障害者権利条約の実施状況を監視する機関「障害者政策委員会」で、2016年度から2021年度にいたる5年間を期間とした「第3次障害者基本計画」の進捗状況や今後の課題について審議が行われています。
全体として日本の現状はまだまだ課題が多く、数多くのテーマが「以下の対応を求める」、「以下の点を懸念する」と評価されています。
その中で12の課題が「顕著に取組が進んでいる」と評価する方向で議論が進んでいます。
この5年間でどのような課題の取り組みが進捗したのか、令和4年3月24日に開催された「第63回障害者政策委員会」の資料から、分かりやすく編集して紹介します。

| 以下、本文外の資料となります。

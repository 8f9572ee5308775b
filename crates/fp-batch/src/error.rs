//! Batch error type.

use thiserror::Error;

use fp_solver::SolverError;

/// Errors that abort a whole batch.
///
/// A scenario that finds no path is a result, not an error.
#[derive(Debug, Error)]
pub enum BatchError {
    #[error("start hour must be finite, got {0}")]
    InvalidStartHour(f64),

    #[error("scenario at start hour {start_hour}: {source}")]
    Scenario {
        start_hour: f64,
        #[source]
        source:     SolverError,
    },
}

pub type BatchResult<T> = Result<T, BatchError>;
//! Ring/angle addressing.
//!
//! The mapping between `(ring, angle)` and `NodeId` is a plain bijection on
//! the interior ids; origin and destination sit at the two ends of the id
//! range.  Everything that needs to know "where" a node is in the lattice
//! goes through this module instead of repeating the arithmetic.

use fp_core::NodeId;

use crate::{LatticeError, LatticeResult};

/// Id of the interior node at `(ring, angle)`.
#[inline]
pub fn ring_node_id(ring: u32, angle: u32, angle_count: u32) -> NodeId {
    NodeId(1 + ring * angle_count + angle)
}

/// `(ring, angle)` of an interior node id.  Inverse of [`ring_node_id`] for
/// every id `>= 1`; callers must exclude origin and destination themselves
/// (or use [`LatticeShape::role`], which does).
#[inline]
pub fn ring_address(id: NodeId, angle_count: u32) -> (u32, u32) {
    debug_assert!(id.0 >= 1 && angle_count > 0);
    let offset = id.0 - 1;
    (offset / angle_count, offset % angle_count)
}

/// Where a node sits in the lattice.
#[derive(Copy, Clone, Debug, PartialEq, Eq)]
pub enum NodeRole {
    Origin,
    Ring { ring: u32, angle: u32 },
    Destination,
}

/// The *actual* dimensions of a generated lattice.
#[derive(Copy, Clone, Debug, PartialEq, Eq)]
#[cfg_attr(feature = "serde", derive(serde::Serialize, serde::Deserialize))]
pub struct LatticeShape {
    pub ring_count: u32,
    pub angle_count: u32,
}

impl LatticeShape {
    pub fn new(ring_count: u32, angle_count: u32) -> Self {
        Self { ring_count, angle_count }
    }

    /// Recover the shape from the destination's id: `(max_id - 1) / angles`.
    pub fn from_max_id(max_id: NodeId, angle_count: u32) -> LatticeResult<Self> {
        let node_count = max_id.index() + 1;
        if angle_count == 0 || max_id.0 == 0 || (max_id.0 - 1) % angle_count != 0 {
            return Err(LatticeError::InvalidShape { node_count, angle_count });
        }
        Ok(Self::new((max_id.0 - 1) / angle_count, angle_count))
    }

    /// Total node count including origin and destination.
    #[inline]
    pub fn node_count(&self) -> usize {
        2 + self.ring_count as usize * self.angle_count as usize
    }

    #[inline]
    pub fn origin(&self) -> NodeId {
        NodeId(0)
    }

    #[inline]
    pub fn destination(&self) -> NodeId {
        NodeId(1 + self.ring_count * self.angle_count)
    }

    /// Id of `(ring, angle)`, or `None` if either index is out of range.
    pub fn node_id(&self, ring: u32, angle: u32) -> Option<NodeId> {
        (ring < self.ring_count && angle < self.angle_count)
            .then(|| ring_node_id(ring, angle, self.angle_count))
    }

    /// Classify `id`; `None` if it lies outside the lattice.
    pub fn role(&self, id: NodeId) -> Option<NodeRole> {
        let dest = self.destination();
        if id == self.origin() {
            Some(NodeRole::Origin)
        } else if id == dest {
            Some(NodeRole::Destination)
        } else if id < dest {
            let (ring, angle) = ring_address(id, self.angle_count);
            Some(NodeRole::Ring { ring, angle })
        } else {
            None
        }
    }

    /// Ids of every node in `ring`, in ascending angle order.
    pub fn ring_nodes(&self, ring: u32) -> impl Iterator<Item = NodeId> + '_ {
        let count = if ring < self.ring_count { self.angle_count } else { 0 };
        (0..count).map(move |angle| ring_node_id(ring, angle, self.angle_count))
    }
}
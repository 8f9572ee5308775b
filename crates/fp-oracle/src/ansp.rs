//! En-route air navigation charges.
//!
//! A whole edge is charged at the rate of the region containing its
//! midpoint (plain lat/lon average), times its great-circle length.

use fp_core::GeoPoint;

/// Charging region.
#[derive(Copy, Clone, Debug, PartialEq, Eq, Hash)]
pub enum AnspRegion {
    UkIreland,
    NorthAmerica,
    NorthAtlantic,
    /// Continental Europe and everything not matched above.
    Europe,
}

impl AnspRegion {
    /// Region of `p`.  Checked in order: UK/Ireland box, west of 60°W,
    /// the oceanic band, then the European fallback.
    pub fn of(p: GeoPoint) -> Self {
        if (48.0..=60.0).contains(&p.lat) && (-12.0..=2.0).contains(&p.lon) {
            AnspRegion::UkIreland
        } else if p.lon < -60.0 {
            AnspRegion::NorthAmerica
        } else if (-60.0..-10.0).contains(&p.lon) && (40.0..=70.0).contains(&p.lat) {
            AnspRegion::NorthAtlantic
        } else {
            AnspRegion::Europe
        }
    }

    /// Charge in €/km for a heavy long-haul aircraft.
    pub fn rate_eur_per_km(self) -> f64 {
        match self {
            AnspRegion::UkIreland     => 0.9,
            AnspRegion::NorthAmerica  => 0.5,
            AnspRegion::NorthAtlantic => 0.4,
            AnspRegion::Europe        => 0.7,
        }
    }
}

/// Navigation charge in € for flying `a → b`.
pub fn ansp_cost(a: GeoPoint, b: GeoPoint) -> f64 {
    let region = AnspRegion::of(a.midpoint(b));
    region.rate_eur_per_km() * a.distance_m(b) / 1_000.0
}
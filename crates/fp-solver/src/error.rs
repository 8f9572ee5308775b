//! Solver error type.
//!
//! Running out of resource, missing the arrival window or finding no path at
//! all are *outcomes*, not errors; see [`SolveOutcome`](crate::SolveOutcome).

use thiserror::Error;

use fp_core::NodeId;
use fp_oracle::OracleError;

#[derive(Debug, Error)]
pub enum SolverError {
    #[error("invalid solver configuration: {0}")]
    InvalidConfig(String),

    #[error("invalid request: {0}")]
    InvalidRequest(String),

    #[error("node {0} not found in lattice")]
    NodeNotFound(NodeId),

    #[error("{from} -> {to} is not a lattice edge")]
    NotAnEdge { from: NodeId, to: NodeId },

    /// The oracle failed or broke its contract; the search is aborted.
    #[error(transparent)]
    Oracle(#[from] OracleError),
}

pub type SolverResult<T> = Result<T, SolverError>;
//! Reference flight cost model.
//!
//! ```text
//! TAS        = mach · √(γ · R · T) · 3.6                     km/h
//! GS         = TAS + head/tail wind at the departure waypoint km/h
//! time       = distance / GS                                  h
//! fuel       = fuel_flow(weight) · time                       kg
//! cost       = fuel · price + time · cost_index · price + ANSP €
//! ```
//!
//! The cost index is expressed in kg of fuel per hour, so time cost is priced
//! at the fuel price too.

use std::sync::Arc;

use serde::{Deserialize, Serialize};

use crate::ansp::ansp_cost;
use crate::oracle::{CostOracle, EdgeCost, EdgeQuery};
use crate::{OracleError, OracleResult, PerformanceTable, WindField};

const GAMMA_AIR: f64 = 1.4;
const GAS_CONSTANT_AIR: f64 = 287.0;
const SEA_LEVEL_TEMP_K: f64 = 288.15;
const LAPSE_RATE_K_PER_M: f64 = 0.0065;
const FEET_TO_M: f64 = 0.3048;

/// ISA temperature in kelvin at `altitude_ft` (troposphere only).
pub fn isa_temperature_k(altitude_ft: f64) -> f64 {
    SEA_LEVEL_TEMP_K - altitude_ft * FEET_TO_M * LAPSE_RATE_K_PER_M
}

// ── AircraftParams ────────────────────────────────────────────────────────────

/// Cruise parameters of one aircraft type.
#[derive(Clone, Debug, PartialEq, Serialize, Deserialize)]
pub struct AircraftParams {
    pub mach:                  f64,
    pub cruise_altitude_ft:    f64,
    /// € per kg of fuel.
    pub fuel_price_eur_per_kg: f64,
    /// Cost of time in kg of fuel per hour.
    pub cost_index_kg_per_h:   f64,
}

impl Default for AircraftParams {
    /// A long-haul twin at M0.82, FL340.
    fn default() -> Self {
        Self {
            mach:                  0.82,
            cruise_altitude_ft:    34_000.0,
            fuel_price_eur_per_kg: 0.683125,
            cost_index_kg_per_h:   35.0,
        }
    }
}

impl AircraftParams {
    /// True airspeed in km/h at the cruise altitude.
    pub fn true_airspeed_kmh(&self) -> f64 {
        let temp = isa_temperature_k(self.cruise_altitude_ft);
        self.mach * (temp * GAS_CONSTANT_AIR * GAMMA_AIR).sqrt() * 3.6
    }
}

// ── FlightCostModel ───────────────────────────────────────────────────────────

/// [`CostOracle`] built from a wind field, a performance table and the ANSP
/// charging scheme.
///
/// The tables sit behind `Arc` so one set can back many models (e.g. two
/// aircraft types flying through the same weather).
#[derive(Clone, Debug)]
pub struct FlightCostModel {
    aircraft:    AircraftParams,
    wind:        Arc<WindField>,
    performance: Arc<PerformanceTable>,
    tas_kmh:     f64,
}

impl FlightCostModel {
    pub fn new(aircraft: AircraftParams, wind: Arc<WindField>, performance: Arc<PerformanceTable>) -> Self {
        let tas_kmh = aircraft.true_airspeed_kmh();
        Self { aircraft, wind, performance, tas_kmh }
    }

    pub fn aircraft(&self) -> &AircraftParams {
        &self.aircraft
    }

    pub fn wind(&self) -> &WindField {
        &self.wind
    }

    pub fn performance(&self) -> &PerformanceTable {
        &self.performance
    }
}

impl CostOracle for FlightCostModel {
    fn edge_cost(&self, q: EdgeQuery) -> OracleResult<EdgeCost> {
        let distance_km = q.from_pos.distance_m(q.to_pos) / 1_000.0;
        let heading = q.from_pos.initial_bearing_deg(q.to_pos);

        let wind = self.wind.wind_at(q.from, q.time_hours)?;
        let ground_speed_kmh = self.tas_kmh + wind.head_tail_kmh(heading);
        if !(ground_speed_kmh > 0.0) {
            return Err(OracleError::ContractViolation(format!(
                "non-positive ground speed {ground_speed_kmh:.1} km/h on {} -> {}",
                q.from, q.to
            )));
        }

        let time_h = distance_km / ground_speed_kmh;
        let fuel_kg = self.performance.fuel_flow(q.resource) * time_h;

        let price = self.aircraft.fuel_price_eur_per_kg;
        let fuel_cost = fuel_kg * price;
        let time_cost = time_h * self.aircraft.cost_index_kg_per_h * price;
        let cost = fuel_cost + time_cost + ansp_cost(q.from_pos, q.to_pos);

        Ok(EdgeCost::new(fuel_kg, time_h, cost))
    }
}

なお本稿では原文に基づいて「障害」という漢字表記を使用いたします。
1.合理的配慮の義務化
2021年5月に、事業者に対し合理的配慮の提供を義務付けることを主な内容とする法律が成立し、同年6月に公布された。
- 障害のある女子への支援
性犯罪、性暴力被害者のためのワンストップ支援センターが2018年10 月に全都道府県に設置された。
3.バリアフリーの推進
2018年には公共交通事業者等によるハード・ソフト一体的な取組の推進を規定するバリアフリー法の改正を行い、2020年には公立小中学校等を特別特定建築物としてバリアフリー基準適合義務の対象に追加するバリアフリー法の改正を実施した。一定規模以上のホテルにおけるバリアフリー客室の1%以上の整備義務化も行われた。
4.医療的ケア児への支援
医療的ケア児及びその家族に対する支援に関する法律が2021 年6月に公布、同年に施行され、医療的ケア児支援センターの設置及び保育所及び学校における医療的ケアの支援が規定された。
5.精神障害にも対応した地域包括ケアシステムの構築
2017 年度より、都道府県等自治体に対する補助事業において、ピアサポートの活用やアウトリーチ支援等が実施され、都道府県等自治体の取組を支援する委託事業が実施されている。
6.聴覚障害者への支援
聴覚障害者等による電話の利用の円滑化に関する法律が、2020 年に公布、同年12 月に施行され、聴覚障害者による電話の利用の円滑化を図るため、電話による意思疎通を手話等により仲介する電話リレーサービスの提供を行う事業者に、交付金を交付するための制度が創設された。
7.特別支援教育の強化
特別支援教育支援員の外部人材の配置、通級による指導の制度化や教員定数の基礎定数化等、通常の学級に在籍する障害のある児童生徒に対する支援が進んだ。
8.児童生徒への個別支援強化
小学校学習指導要領の改訂により、通級による指導を受ける児童生徒に個別の指導計画、及び個別の教育支援計画の作成が義務付けられ、通級を利用しない障害のある児童生徒に対しても個別の指導計画の作成を推奨した。
9.障害のある学生への合理的配慮の提供
障害者差別解消法の施行により、高等教育機関において障害のある学生への合理的配慮の提供が進展した。
10.働く障害者への支援
2016 年4月から事業主の障害者に対する差別禁止及び合理的配慮の提供が義務付けられ、「障害者差別禁止指針」と「合理的配慮指針」が策定され、紛争解決手続が整備された。
11.精神障害者の雇用義務
2018 年4月から精神障害者が雇用義務の対象に追加され、民間企業の実雇用率及び雇用障害者数が増加している。
12.文化芸術活動の推進
平成 30 年に障害者による文化芸術活動の推進に関する法律が成立し、これを受けて障害者による文化芸術活動の推進に関する施策が計画的に推進された。
障害者政策委員会の審議は継続しています。次回の委員会で、見解の最終案が検討される予定です。